My job was to execute a textbook sourcing project:

      1. Understand the client’s needs

      2. Source a qualified vendor pool
      3. Conduct an RFP process
      4. Shortlist the finalists
      5. Negotiate the deal

This was table stakes so I did something extra that created leverage (and more savings) for my client.

Here’s how it went down.

Step 2: Wine and Dine

Vendors under consideration often wine and dine consultants like me. To remain objective throughout the process, my company had a strict policy not to accept any monetary gifts from vendors. No dinners, no golf, no drinks. So instead of the vendors wining and dining me, I flipped the script.

I took them out.

Taking the vendors out meant I could better understand their management teams, their companies, and their values. I traveled throughout the country to meet with them, inviting the vendors’ leadership teams out for dinner.

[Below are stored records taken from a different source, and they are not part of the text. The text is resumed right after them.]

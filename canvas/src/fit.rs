//! Autofit: camera parameters that fit a world rectangle into a viewport.
//!
//! `zoom = min(avail_w / rect_w, avail_h / rect_h)`, capped so a lone small
//! frame is not magnified absurdly, then clamped into the camera's zoom
//! limits. Pan places the rectangle's center at the viewport center. The
//! minimap reuses [`fit_scale`] against its own small surface.

#[cfg(test)]
#[path = "fit_test.rs"]
mod fit_test;

use crate::camera::{Camera, Rect, Viewport, ZoomLimits};
use crate::config::EngineConfig;
use crate::doc::{Frame, FrameStore};

/// Knobs for a single fit computation.
#[derive(Debug, Clone, Copy, PartialEq)]
pub struct FitOptions {
    /// Screen-space margin kept on every side of the fitted rectangle.
    pub margin_px: f64,
    /// Upper bound on the resulting zoom.
    pub zoom_cap: f64,
    pub limits: ZoomLimits,
}

impl FitOptions {
    /// Options for fitting the whole scene: no margin.
    #[must_use]
    pub fn scene(cfg: &EngineConfig) -> Self {
        Self { margin_px: 0.0, zoom_cap: cfg.fit_zoom_cap, limits: cfg.zoom_limits() }
    }

    /// Options for fitting one frame: the configured pixel margin.
    #[must_use]
    pub fn frame(cfg: &EngineConfig) -> Self {
        Self { margin_px: cfg.fit_margin_px, zoom_cap: cfg.fit_zoom_cap, limits: cfg.zoom_limits() }
    }
}

/// Uncapped scale that fits `rect` into `avail_w × avail_h`. Degenerate
/// rectangle axes are ignored; a rectangle degenerate on both axes has no
/// finite fit and yields `None`.
#[must_use]
pub fn fit_scale(rect: Rect, avail_w: f64, avail_h: f64) -> Option<f64> {
    let sx = (rect.width > 0.0).then(|| avail_w / rect.width);
    let sy = (rect.height > 0.0).then(|| avail_h / rect.height);
    match (sx, sy) {
        (Some(a), Some(b)) => Some(a.min(b)),
        (Some(a), None) | (None, Some(a)) => Some(a),
        (None, None) => None,
    }
}

/// Camera that centers `rect` in `viewport` at the largest zoom allowed by
/// `opts`. `None` when the viewport has no area.
#[must_use]
pub fn fit_rect(rect: Rect, viewport: Viewport, opts: FitOptions) -> Option<Camera> {
    if viewport.is_empty() {
        return None;
    }
    let margin = if opts.margin_px * 2.0 < viewport.width.min(viewport.height) { opts.margin_px } else { 0.0 };
    let avail_w = viewport.width - margin * 2.0;
    let avail_h = viewport.height - margin * 2.0;

    let raw = fit_scale(rect, avail_w, avail_h).unwrap_or(opts.zoom_cap);
    let zoom = opts.limits.clamp(raw.min(opts.zoom_cap));

    let center = rect.center();
    let vc = viewport.center();
    Some(Camera { zoom, pan_x: vc.x - center.x * zoom, pan_y: vc.y - center.y * zoom })
}

/// Camera that shows every frame in the store. `None` for an empty store or
/// an empty viewport.
#[must_use]
pub fn fit_all(store: &FrameStore, viewport: Viewport, cfg: &EngineConfig) -> Option<Camera> {
    let bounds = store.bounds()?;
    fit_rect(bounds, viewport, FitOptions::scene(cfg))
}

/// Camera that shows a single frame with the configured margin.
#[must_use]
pub fn fit_frame(frame: &Frame, viewport: Viewport, cfg: &EngineConfig) -> Option<Camera> {
    fit_rect(frame.world_rect(), viewport, FitOptions::frame(cfg))
}
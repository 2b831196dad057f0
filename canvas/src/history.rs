//! Snapshot undo/redo.
//!
//! Every committed edit pushes a full copy of the undoable state taken just
//! before the edit. Snapshots hold frames and the path; the camera and the
//! selection are view state and are never rewound.

#[cfg(test)]
#[path = "history_test.rs"]
mod history_test;

use crate::doc::FrameStore;
use crate::path::Path;

/// The undoable part of a session.
#[derive(Debug, Clone, PartialEq, Default)]
pub struct Snapshot {
    pub store: FrameStore,
    pub path: Path,
}

/// Bounded undo and redo stacks.
#[derive(Debug, Clone)]
pub struct History {
    undo_stack: Vec<Snapshot>,
    redo_stack: Vec<Snapshot>,
    limit: usize,
}

impl History {
    /// History keeping at most `limit` undo steps. A limit of zero disables
    /// undo entirely.
    #[must_use]
    pub fn new(limit: usize) -> Self {
        Self { undo_stack: Vec::new(), redo_stack: Vec::new(), limit }
    }

    /// Record the state before a change. Clears the redo stack.
    pub fn push(&mut self, before: Snapshot) {
        self.redo_stack.clear();
        if self.limit == 0 {
            return;
        }
        self.undo_stack.push(before);
        if self.undo_stack.len() > self.limit {
            self.undo_stack.remove(0);
        }
    }

    /// Step back: returns the state to restore, stashing `current` for redo.
    pub fn undo(&mut self, current: Snapshot) -> Option<Snapshot> {
        let previous = self.undo_stack.pop()?;
        self.redo_stack.push(current);
        Some(previous)
    }

    /// Step forward again after an undo.
    pub fn redo(&mut self, current: Snapshot) -> Option<Snapshot> {
        let next = self.redo_stack.pop()?;
        self.undo_stack.push(current);
        Some(next)
    }

    #[must_use]
    pub fn can_undo(&self) -> bool {
        !self.undo_stack.is_empty()
    }

    #[must_use]
    pub fn can_redo(&self) -> bool {
        !self.redo_stack.is_empty()
    }

    #[must_use]
    pub fn undo_len(&self) -> usize {
        self.undo_stack.len()
    }

    pub fn clear(&mut self) {
        self.undo_stack.clear();
        self.redo_stack.clear();
    }
}
//! Render projector: maps session state to a drawable scene description.
//!
//! This module never draws. It receives read-only views of the store, the
//! camera, the selection and the path and produces a flat list of
//! [`Primitive`]s in paint order, which a [`crate::scene::Scene`] backend turns
//! into pixels. The output is regenerated in full on every call; nothing is
//! patched incrementally.
//!
//! Paint order: each frame (rect, element previews, title label) bottom to
//! top, then path connectors, then path badges.
//!
//! Stroke widths, badge radii and label sizes are divided by the camera zoom
//! so they keep a constant size on screen.

#[cfg(test)]
#[path = "render_test.rs"]
mod render_test;

use serde::Serialize;

use crate::camera::{Camera, Point};
use crate::consts::{ARROW_ANGLE, ARROW_SIZE, BADGE_RADIUS_PX, CONNECTOR_ARROW_OFFSET, TITLE_FONT_PX};
use crate::doc::{ElementId, ElementKind, ElementStyle, Frame, FrameId, FrameStore, Size};
use crate::input::Selection;
use crate::path::Path;

const CURRENT_STROKE: &str = "#2563EB";
const SELECTED_STROKE: &str = "#F59E0B";
const CONNECTOR_STROKE: &str = "#64748B";
const BADGE_FILL: &str = "#2563EB";

/// Visual state of a frame. Current wins over selected.
#[derive(Debug, Clone, Copy, PartialEq, Eq, Serialize)]
#[serde(rename_all = "lowercase")]
pub enum FrameState {
    Current,
    Selected,
    Default,
}

/// One drawable item, in world coordinates.
#[derive(Debug, Clone, PartialEq, Serialize)]
#[serde(tag = "kind", rename_all = "camelCase")]
pub enum Primitive {
    /// A frame's body and border.
    #[serde(rename_all = "camelCase")]
    FrameRect {
        frame_id: FrameId,
        /// Top-left corner; the rotation pivot.
        origin: Point,
        size: Size,
        rotation: f64,
        fill: String,
        stroke: String,
        stroke_width: f64,
        state: FrameState,
    },
    /// A frame title drawn above its top edge.
    #[serde(rename_all = "camelCase")]
    Label { frame_id: FrameId, text: String, position: Point, font_size: f64, rotation: f64 },
    /// Path position marker at a frame's top-left corner.
    #[serde(rename_all = "camelCase")]
    Badge { frame_id: FrameId, number: usize, center: Point, radius: f64, fill: String },
    /// Preview of one element inside its frame.
    #[serde(rename_all = "camelCase")]
    ElementPreview {
        frame_id: FrameId,
        element_id: ElementId,
        element_kind: ElementKind,
        content: String,
        origin: Point,
        size: Size,
        rotation: f64,
        style: ElementStyle,
    },
    /// Arrow between two consecutive path frames.
    #[serde(rename_all = "camelCase")]
    Connector {
        from: FrameId,
        to: FrameId,
        start: Point,
        end: Point,
        /// Arrowhead triangle: tip, then the two barbs.
        arrow: [Point; 3],
        stroke: String,
        stroke_width: f64,
    },
}

/// Complete projector output for one state.
#[derive(Debug, Clone, PartialEq, Serialize)]
pub struct SceneDescription {
    /// Camera the primitives are meant to be drawn through.
    pub camera: Camera,
    pub primitives: Vec<Primitive>,
}

impl SceneDescription {
    /// Number of frame rectangles.
    #[must_use]
    pub fn frame_count(&self) -> usize {
        self.primitives.iter().filter(|p| matches!(p, Primitive::FrameRect { .. })).count()
    }

    /// `(frame_id, number)` for every badge, in paint order.
    #[must_use]
    pub fn badges(&self) -> Vec<(FrameId, usize)> {
        self.primitives
            .iter()
            .filter_map(|p| match p {
                Primitive::Badge { frame_id, number, .. } => Some((*frame_id, *number)),
                _ => None,
            })
            .collect()
    }

    /// `(from, to)` for every connector, in path order.
    #[must_use]
    pub fn connectors(&self) -> Vec<(FrameId, FrameId)> {
        self.primitives
            .iter()
            .filter_map(|p| match p {
                Primitive::Connector { from, to, .. } => Some((*from, *to)),
                _ => None,
            })
            .collect()
    }

    /// Visual state assigned to a frame, if it was drawn.
    #[must_use]
    pub fn frame_state(&self, id: &FrameId) -> Option<FrameState> {
        self.primitives.iter().find_map(|p| match p {
            Primitive::FrameRect { frame_id, state, .. } if frame_id == id => Some(*state),
            _ => None,
        })
    }
}

/// Read-only view of everything the projector depends on.
#[derive(Debug, Clone, Copy)]
pub struct RenderInput<'a> {
    pub store: &'a FrameStore,
    pub camera: &'a Camera,
    pub selection: &'a Selection,
    pub current: Option<FrameId>,
    pub path: &'a Path,
    pub path_visible: bool,
    /// Presentation mode hides badges and connectors.
    pub presenting: bool,
    /// Live position of a frame being dragged, shown instead of its stored one.
    pub drag: Option<(FrameId, Point)>,
}

/// Project the full scene.
#[must_use]
pub fn project(input: &RenderInput<'_>) -> SceneDescription {
    let zoom = input.camera.zoom;
    let mut primitives = Vec::new();

    let frames: Vec<Frame> = input.store.frames().iter().map(|f| placed(f, input.drag)).collect();

    for frame in &frames {
        let state = frame_state(frame.id, input);
        primitives.push(frame_rect(frame, state, zoom));
        primitives.extend(element_previews(frame));
        primitives.push(label(frame, zoom));
    }

    if input.presenting {
        return SceneDescription { camera: *input.camera, primitives };
    }

    if input.path_visible {
        let centers: Vec<(FrameId, Point)> = input
            .path
            .ids()
            .iter()
            .filter_map(|id| frames.iter().find(|f| f.id == *id))
            .map(|f| (f.id, f.center()))
            .collect();
        for pair in centers.windows(2) {
            if let [(a, start), (b, end)] = pair
                && let Some(c) = connector(*a, *start, *b, *end, zoom)
            {
                primitives.push(c);
            }
        }
    }

    for (idx, id) in input.path.ids().iter().enumerate() {
        if let Some(frame) = frames.iter().find(|f| f.id == *id) {
            primitives.push(Primitive::Badge {
                frame_id: frame.id,
                number: idx + 1,
                center: frame.position,
                radius: BADGE_RADIUS_PX / zoom,
                fill: BADGE_FILL.to_owned(),
            });
        }
    }

    SceneDescription { camera: *input.camera, primitives }
}

/// The frame as it should be drawn: moved to the drag preview if it is the
/// one being dragged.
fn placed(frame: &Frame, drag: Option<(FrameId, Point)>) -> Frame {
    let mut f = frame.clone();
    if let Some((id, pos)) = drag
        && id == f.id
    {
        f.position = pos;
    }
    f
}

fn frame_state(id: FrameId, input: &RenderInput<'_>) -> FrameState {
    if input.current == Some(id) {
        FrameState::Current
    } else if input.selection.contains(&id) {
        FrameState::Selected
    } else {
        FrameState::Default
    }
}

fn frame_rect(frame: &Frame, state: FrameState, zoom: f64) -> Primitive {
    let (stroke, px) = match state {
        FrameState::Current => (CURRENT_STROKE.to_owned(), 3.0),
        FrameState::Selected => (SELECTED_STROKE.to_owned(), 2.0),
        FrameState::Default => (frame.border_color.clone(), 1.0),
    };
    Primitive::FrameRect {
        frame_id: frame.id,
        origin: frame.position,
        size: frame.scaled_size(),
        rotation: frame.rotation,
        fill: frame.background_color.clone(),
        stroke,
        stroke_width: px / zoom,
        state,
    }
}

fn element_previews(frame: &Frame) -> impl Iterator<Item = Primitive> + '_ {
    frame.elements.iter().map(move |el| Primitive::ElementPreview {
        frame_id: frame.id,
        element_id: el.id,
        element_kind: el.kind,
        content: el.content.clone(),
        origin: frame.element_origin(el),
        size: Size::new(el.size.width * frame.scale, el.size.height * frame.scale),
        rotation: frame.rotation + el.rotation,
        style: el.style.clone(),
    })
}

fn label(frame: &Frame, zoom: f64) -> Primitive {
    let font_size = TITLE_FONT_PX / zoom;
    let above = Point::new(frame.position.x, frame.position.y - font_size * 1.5);
    Primitive::Label {
        frame_id: frame.id,
        text: frame.title.clone(),
        position: above.rotated_around(frame.position, frame.rotation),
        font_size,
        rotation: frame.rotation,
    }
}

/// Straight connector from center to center. The arrow tip sits
/// [`CONNECTOR_ARROW_OFFSET`] before the end point. `None` when both centers
/// coincide.
fn connector(from: FrameId, start: Point, to: FrameId, end: Point, zoom: f64) -> Option<Primitive> {
    let len = start.distance(end);
    if len < f64::EPSILON {
        return None;
    }
    let angle = (end.y - start.y).atan2(end.x - start.x);
    let back = CONNECTOR_ARROW_OFFSET.min(len);
    let tip = Point::new(end.x - back * angle.cos(), end.y - back * angle.sin());
    Some(Primitive::Connector {
        from,
        to,
        start,
        end,
        arrow: arrowhead(tip, angle),
        stroke: CONNECTOR_STROKE.to_owned(),
        stroke_width: 2.0 / zoom,
    })
}

fn arrowhead(tip: Point, angle: f64) -> [Point; 3] {
    let b1 = Point::new(tip.x - ARROW_SIZE * (angle - ARROW_ANGLE).cos(), tip.y - ARROW_SIZE * (angle - ARROW_ANGLE).sin());
    let b2 = Point::new(tip.x - ARROW_SIZE * (angle + ARROW_ANGLE).cos(), tip.y - ARROW_SIZE * (angle + ARROW_ANGLE).sin());
    [tip, b1, b2]
}
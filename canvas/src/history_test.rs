use super::*;
use crate::doc::FrameSpec;

/// Snapshot with `n` default frames and an empty path.
fn snap(n: usize) -> Snapshot {
    let mut store = FrameStore::new();
    for _ in 0..n {
        store.add_frame(FrameSpec::default());
    }
    Snapshot { store, path: Path::new() }
}

#[test]
fn empty_history_cannot_step() {
    let mut h = History::new(50);
    assert!(!h.can_undo());
    assert!(!h.can_redo());
    assert!(h.undo(snap(0)).is_none());
    assert!(h.redo(snap(0)).is_none());
}

#[test]
fn undo_then_redo_restores_states() {
    let mut h = History::new(50);
    let s0 = snap(0);
    let s1 = snap(1);
    h.push(s0.clone());

    let restored = h.undo(s1.clone()).unwrap();
    assert_eq!(restored, s0);
    assert!(h.can_redo());

    let again = h.redo(restored).unwrap();
    assert_eq!(again, s1);
    assert!(h.can_undo());
    assert!(!h.can_redo());
}

#[test]
fn push_clears_redo() {
    let mut h = History::new(50);
    h.push(snap(0));
    h.undo(snap(1));
    assert!(h.can_redo());
    h.push(snap(2));
    assert!(!h.can_redo());
}

#[test]
fn limit_drops_oldest() {
    let mut h = History::new(3);
    for n in 0..5 {
        h.push(snap(n));
    }
    assert_eq!(h.undo_len(), 3);
    // Oldest surviving snapshot holds two frames.
    let mut last = None;
    let mut current = snap(5);
    while let Some(prev) = h.undo(current) {
        current = prev.clone();
        last = Some(prev);
    }
    assert_eq!(last.unwrap().store.len(), 2);
}

#[test]
fn zero_limit_disables_undo() {
    let mut h = History::new(0);
    h.push(snap(1));
    assert!(!h.can_undo());
}

#[test]
fn clear_empties_both_stacks() {
    let mut h = History::new(50);
    h.push(snap(0));
    h.push(snap(1));
    h.undo(snap(2));
    h.clear();
    assert!(!h.can_undo());
    assert!(!h.can_redo());
}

I began to understand the people behind the companies. That created a level of social capital with the vendors because I invested time and money in building relationships with them. By giving first, I would invoke reciprocity, effectively endearing them to wanting to do business with LS&Co.

But wait, there’s more.

As I was getting to know the vendors, their goals, and their company culture, I discovered a key piece of information: these vendors would gain status, another kind of social capital, by working with LS&Co.

I knew that if I used this critical insight wisely, it could benefit all parties involved in the negotiation

Step 3: Finding Leverage

Earning Levi Strauss and Co.’s business was extra attractive because it meant vendors could leverage the LS&Co. name to bring on more business at higher margins. This opportunity for them went beyond completing the sourcing project. Beyond the standard reference call. Beyond participation in a case study for their brand.

I saw even more: an opportunity for the winning vendor to speak at the SOCAP International Annual Conference. Considered the vanguard of the customer care economy, the SOCAP Conference is one of the leading events for Fortune 1000 executives. I would co-present with the winning vendor at the conference.

We’d discuss the process that ultimately led to the vendor being selected, and the conference would provide the vendor visibility and credibility to acquire the very thing they wanted—more customers at higher margins.

I immediately got the support of LS&Co.’s Director of Procurement Services, Jim Butler, who thought this was a great idea. (Thanks, Jim!)

Now we’re talking a three-way win from one standard sourcing process.

    1. The selected vendor benefited. (Speaking opportunity = Visibility + Credibility = More business at higher margins.)
    2. Levi Strauss & Co. benefited. (They saved more and positioned them as supply chain leader.)
    3. My company and I benefited. (We earned more because we saved LS&Co. more.)

Multi-million dollar deals still come down to one thing: relationships.

Accounting for Intangibles

Too often, deals are considered strictly in terms of financial capital. For a traditional sourcing process, the terms would include the volume we buy, our projected needs, the price we want to pay, etc. We build those terms in the process. But if a deal can create precious social capital and give you more leverage than tangibles indicate, then why aren’t we pursuing these win-win opportunities?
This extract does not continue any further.